Take away the source and context and the big question is, “Does this provide value?” Or, “Does this meaninfully add to the conversation?” Regardless of everything else, I knew from seeing the content that I found this post to have no real value. (OK, maybe just a tad in stirring comments of who should be on the list).

Similar linkbait-for-journalists examples


Journalistics — I’ll admit that their blog is not without some value. But it doesn’t seem like people realize (nor note when linking to them) that they’re blog is meant to advance their product, which is similar to HARO.

The piece that most reeks of linkbait? Best Schools for Journalism post. The post at least adds context that the results are based on the informal poll of 205 people and, without saying so, let’s you know how useless it is.

Learn-gasm — This example is comparable to OnlineColleges.net. Basically, they’re linking to 100 sites in the hope of getting links back to them in order to inflate their PageRank. I recall that they, like OnlineColleges, also asked me to link to them:

Conclusion

Don’t take the linkbait. Whether it’s an unknown site that looks spammy or a big site trying to keep their traffic up throughout the day by posting new content with little value, you don’t want to be known as someone who falls for this and, by making the bait-layer successful, strengthening the practice.

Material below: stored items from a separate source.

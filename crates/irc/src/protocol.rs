//! Minimal IRC line model: parsing of server lines and builders for the
//! handful of commands the connector sends.
//!
//! Only what registration, identification and messaging need is modelled.
//! IRCv3 tags are skipped, numeric replies are kept as their three-digit
//! command string.

use std::fmt;

use crate::error::{Error, Result};

/// Longest line a server relays, CRLF included.
pub const MAX_LINE_BYTES: usize = 512;

/// Room left for the `:nick!user@host ` source the server prepends when it
/// relays our messages.
const SOURCE_RESERVE_BYTES: usize = 100;

/// UTF-8 bytes a PRIVMSG to `target` can carry without the relayed line
/// exceeding [`MAX_LINE_BYTES`].
pub fn privmsg_text_budget(target: &str) -> usize {
    let overhead = SOURCE_RESERVE_BYTES + "PRIVMSG  :\r\n".len() + target.len();
    MAX_LINE_BYTES.saturating_sub(overhead).max(4)
}

pub const RPL_WELCOME: &str = "001";
pub const ERR_NONICKNAMEGIVEN: &str = "431";
pub const ERR_ERRONEUSNICKNAME: &str = "432";
pub const ERR_NICKNAMEINUSE: &str = "433";
pub const ERR_NICKCOLLISION: &str = "436";
pub const ERR_PASSWDMISMATCH: &str = "464";
pub const ERR_YOUREBANNEDCREEP: &str = "465";

/// Lowercase a character with the RFC 1459 case mapping.
#[inline]
pub const fn irc_lower_char(c: char) -> char {
    match c {
        '[' => '{',
        ']' => '}',
        '\\' => '|',
        '~' => '^',
        'A'..='Z' => (c as u8 + 32) as char,
        _ => c,
    }
}

/// Lowercase a nick or channel name with the RFC 1459 case mapping.
pub fn irc_to_lower(s: &str) -> String {
    s.chars().map(irc_lower_char).collect()
}

/// Case-insensitive nick/channel comparison.
pub fn irc_eq(a: &str, b: &str) -> bool {
    a.len() == b.len()
        && a
            .chars()
            .zip(b.chars())
            .all(|(x, y)| irc_lower_char(x) == irc_lower_char(y))
}

/// Whether `target` names a channel rather than a nick.
pub fn is_channel_name(target: &str) -> bool {
    target.starts_with(['#', '&', '+', '!'])
}

/// Whether `c` may appear in a nickname.
pub fn is_nick_char(c: char) -> bool {
    c.is_ascii_alphanumeric()
        || matches!(
            c,
            '[' | ']' | '\\' | '`' | '_' | '^' | '{' | '|' | '}' | '-'
        )
}

/// Origin of a server line.
#[derive(Debug, Clone, PartialEq, Eq)]
pub struct Prefix {
    /// Nick, or the server name for server-originated lines.
    pub nick: String,
    pub user: Option<String>,
    pub host: Option<String>,
}

impl Prefix {
    pub fn parse(raw: &str) -> Self {
        let (nick_user, host) = match raw.split_once('@') {
            Some((left, host)) => (left, Some(host.to_string())),
            None => (raw, None),
        };
        let (nick, user) = match nick_user.split_once('!') {
            Some((nick, user)) => (nick, Some(user.to_string())),
            None => (nick_user, None),
        };
        Self {
            nick: nick.to_string(),
            user,
            host,
        }
    }

    /// `user@host`, when both parts are known.
    pub fn user_host(&self) -> Option<String> {
        match (&self.user, &self.host) {
            (Some(user), Some(host)) => Some(format!("{user}@{host}")),
            _ => None,
        }
    }
}

impl fmt::Display for Prefix {
    fn fmt(&self, f: &mut fmt::Formatter<'_>) -> fmt::Result {
        f.write_str(&self.nick)?;
        if let Some(user) = &self.user {
            write!(f, "!{user}")?;
        }
        if let Some(host) = &self.host {
            write!(f, "@{host}")?;
        }
        Ok(())
    }
}

/// A parsed server line.
#[derive(Debug, Clone, PartialEq, Eq)]
pub struct IrcMessage {
    pub prefix: Option<Prefix>,
    /// Uppercased command or three-digit numeric.
    pub command: String,
    pub params: Vec<String>,
}

impl IrcMessage {
    /// Parse one line, with or without its trailing CRLF.
    pub fn parse(line: &str) -> Result<Self> {
        let mut rest = line.trim_end_matches(['\r', '\n']);

        if let Some(tagged) = rest.strip_prefix('@') {
            rest = tagged.split_once(' ').map(|(_, r)| r).unwrap_or("");
        }
        rest = rest.trim_start_matches(' ');

        let prefix = match rest.strip_prefix(':') {
            Some(p) => {
                let (raw, r) = p.split_once(' ').unwrap_or((p, ""));
                rest = r.trim_start_matches(' ');
                Some(Prefix::parse(raw))
            },
            None => None,
        };

        let (command, mut rest) = rest.split_once(' ').unwrap_or((rest, ""));
        if command.is_empty() {
            return Err(Error::protocol(format!("empty command in line: {line:?}")));
        }

        let mut params = Vec::new();
        loop {
            rest = rest.trim_start_matches(' ');
            if rest.is_empty() {
                break;
            }
            if let Some(trailing) = rest.strip_prefix(':') {
                params.push(trailing.to_string());
                break;
            }
            match rest.split_once(' ') {
                Some((param, r)) => {
                    params.push(param.to_string());
                    rest = r;
                },
                None => {
                    params.push(rest.to_string());
                    break;
                },
            }
        }

        Ok(Self {
            prefix,
            command: command.to_ascii_uppercase(),
            params,
        })
    }

    pub fn param(&self, index: usize) -> Option<&str> {
        self.params.get(index).map(String::as_str)
    }

    /// The last parameter, which carries free text for most commands.
    pub fn trailing(&self) -> Option<&str> {
        self.params.last().map(String::as_str)
    }

    pub fn source_nick(&self) -> Option<&str> {
        self.prefix.as_ref().map(|p| p.nick.as_str())
    }
}

/// Outgoing commands.
#[derive(Debug, Clone, PartialEq, Eq)]
pub enum Command {
    Pass(String),
    Nick(String),
    User { username: String, realname: String },
    Join(String),
    Privmsg { target: String, text: String },
    Notice { target: String, text: String },
    Pong(String),
    Quit(Option<String>),
}

impl Command {
    pub fn privmsg(target: impl Into<String>, text: impl Into<String>) -> Self {
        Self::Privmsg {
            target: target.into(),
            text: text.into(),
        }
    }

    /// Serialize to a wire line without the trailing CRLF.
    ///
    /// CR, LF and NUL are removed from every argument so one command can
    /// never turn into two lines.
    pub fn to_line(&self) -> String {
        match self {
            Self::Pass(pass) => format!("PASS {}", clean(pass)),
            Self::Nick(nick) => format!("NICK {}", clean(nick)),
            Self::User { username, realname } => {
                format!("USER {} 0 * :{}", clean(username), clean(realname))
            },
            Self::Join(channel) => format!("JOIN {}", clean(channel)),
            Self::Privmsg { target, text } => format!("PRIVMSG {} :{}", clean(target), clean(text)),
            Self::Notice { target, text } => format!("NOTICE {} :{}", clean(target), clean(text)),
            Self::Pong(token) => format!("PONG :{}", clean(token)),
            Self::Quit(Some(reason)) => format!("QUIT :{}", clean(reason)),
            Self::Quit(None) => "QUIT".to_string(),
        }
    }
}

impl fmt::Display for Command {
    fn fmt(&self, f: &mut fmt::Formatter<'_>) -> fmt::Result {
        match self {
            // Keep secrets out of logs.
            Self::Pass(_) => f.write_str("PASS ****"),
            Self::Privmsg { target, text } if carries_secret(text) => {
                write!(f, "PRIVMSG {target} :****")
            },
            other => f.write_str(&other.to_line()),
        }
    }
}

fn carries_secret(text: &str) -> bool {
    let upper = text.to_ascii_uppercase();
    upper.starts_with("IDENTIFY ") || upper.starts_with("REGISTER ")
}

fn clean(s: &str) -> String {
    s.chars().filter(|c| !matches!(c, '\r' | '\n' | '\0')).collect()
}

What’s the best etiquette? I think it’s ok to send someone a message such as, “Hey, I thought you’d be interested in this” or “I’d love your thoughts on this” and let the person do what they want. They’ll link it on their own if they like it. I’m more likely to not share a link if you ask just because I don’t want to open the door to more solicitations.

For the newsy crowd, journalists shouldn’t include a source or a source’s information in a story without verifying who they are and what they’re motivation is, so why not do the same on Twitter?

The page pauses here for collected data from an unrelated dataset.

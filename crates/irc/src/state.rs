use std::{
    collections::HashMap,
    sync::{Arc, RwLock},
    time::Instant,
};

use {tokio::sync::watch, tokio_util::sync::CancellationToken};

use crate::{
    auth::AuthState,
    config::IrcAccountConfig,
    error::{Error, Result},
    transport::IrcWriter,
};

/// Shared account state map.
pub type AccountStateMap = Arc<RwLock<HashMap<String, AccountState>>>;

/// The write side of a ready connection, published by the connector and
/// cleared when the connection drops.
#[derive(Debug, Clone)]
pub struct LiveSession {
    pub nick: String,
    pub writer: IrcWriter,
    pub connected_at: Instant,
    /// Cancelling drops this connection and makes the connector reconnect.
    pub cancel: CancellationToken,
}

/// Slot holding the current [`LiveSession`], if any.
pub type SessionSlot = Arc<RwLock<Option<LiveSession>>>;

/// Per-account runtime state.
pub struct AccountState {
    pub account_id: String,
    pub config: Arc<IrcAccountConfig>,
    pub cancel: CancellationToken,
    /// Latest [`AuthState`] of the account's connector.
    pub status: watch::Receiver<AuthState>,
    pub session: SessionSlot,
}

impl AccountState {
    pub fn live(&self) -> Option<LiveSession> {
        self.session
            .read()
            .unwrap_or_else(|e| e.into_inner())
            .clone()
    }
}

/// Look up the live session and config of `account_id`.
pub(crate) fn live_session(
    accounts: &AccountStateMap,
    account_id: &str,
) -> Result<(LiveSession, Arc<IrcAccountConfig>)> {
    let accounts = accounts.read().unwrap_or_else(|e| e.into_inner());
    let state = accounts.get(account_id).ok_or_else(|| Error::UnknownAccount {
        account_id: account_id.to_string(),
    })?;
    let live = state.live().ok_or_else(|| Error::NotConnected {
        account_id: account_id.to_string(),
    })?;
    Ok((live, Arc::clone(&state.config)))
}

Sure, you don’t have to. But with all the noise and what I’ll call chaff-disguised-as-wheat online, why not — as a journalist — do your due diligence when sharing a link? And, sure, you may say a link or RT is not an endorsement, but it might still be perceived as such.

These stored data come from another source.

use serde::{Deserialize, Serialize};

/// Kind of conversation an inbound message belongs to.
#[derive(Debug, Clone, Copy, PartialEq, Eq, Hash, Serialize, Deserialize)]
#[serde(rename_all = "lowercase")]
pub enum ChatType {
    /// Direct, peer-to-peer conversation.
    Dm,
    /// Multi-user conversation (IRC channel, Telegram group, ...).
    Group,
}

impl ChatType {
    #[must_use]
    pub fn is_group(self) -> bool {
        matches!(self, Self::Group)
    }

    #[must_use]
    pub fn as_str(self) -> &'static str {
        match self {
            Self::Dm => "dm",
            Self::Group => "group",
        }
    }
}

impl std::fmt::Display for ChatType {
    fn fmt(&self, f: &mut std::fmt::Formatter<'_>) -> std::fmt::Result {
        f.write_str(self.as_str())
    }
}

/// A media attachment referenced by URL.
#[derive(Debug, Clone, PartialEq, Eq, Serialize, Deserialize)]
#[serde(rename_all = "camelCase")]
pub struct MediaAttachment {
    pub url: String,
    pub mime_type: String,
    /// Size in bytes, when the producer knows it.
    #[serde(default, skip_serializing_if = "Option::is_none")]
    pub size_bytes: Option<u64>,
}

/// Outbound reply with optional media.
#[derive(Debug, Clone, Default, PartialEq, Eq, Serialize, Deserialize)]
pub struct ReplyPayload {
    pub text: String,
    #[serde(default, skip_serializing_if = "Option::is_none")]
    pub media: Option<MediaAttachment>,
}

/// Milliseconds since the Unix epoch.
#[must_use]
pub fn now_ms() -> i64 {
    std::time::SystemTime::now()
        .duration_since(std::time::UNIX_EPOCH)
        .map(|d| d.as_millis() as i64)
        .unwrap_or_default()
}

It’s not simply about denying linkbaiters their pageviews and buzz marketing, it’s about your credibility and reputation as a trusted source of information.

Moreover, verifying information or links you pass along is something everyone, not just journalists should do, no matter the medium. And, if you can’t verify it, provide the necessary context (more good reading on that topic).

Link journalism makes context easy in stories online. But the link in itself is not necessarily journalism — it’s what you do to verify its source and accuracy that makes it journalism and, thus, more valuable.

“Because it’s on the web” is no excuse for not verifying. That just leads to low-quality content, of which there’s plenty online. Instead, you should strive for the best quality because there’s so much garbage out there.

Far too often people tweet or retweet something as a knee-jerk, whether they read it or not. It seems that some people have become accustomed to over-sharing links. They might be well intentioned, but I would just like those frequent linkers to think:

  • Is this really providing value?
  • Is this unique? Specifically, has it been tweeted a million and two times already?

True, we all have different audiences and even having many overlapping followers doesn’t mean you should leave out the others who might not have seen it. We all need to be more discerning about what we share — and we need to know where it comes from.

There’s plenty of linking, but I’d like to see more thinking along with it.

Epilogue


Because we’re talking about links to lists, I’ll also say that all these of specific skills journalists need to have are all well and good, but the fundamentals are more important. Specifically, thinking critically and being skeptical.

UPDATE (3:17 p.m.): A hilarious parody graphic of the iconic journos list from my buddy S.P. Sulllivan.

UPDATE/BONUS LINK (4:50 p.m.): Craig Kanalley on how to verify a Tweet (h/t Ryan Sholin).

Disclosure: I work for Publish2, a company that helps power link journalism. If you think this post is ironic considering the topic, I’d reply “nay.” The purpose of this post is to add value and it is clear who I am, what I’m doing and where I’m coming from. I appreciate links, but I don’t solicit them.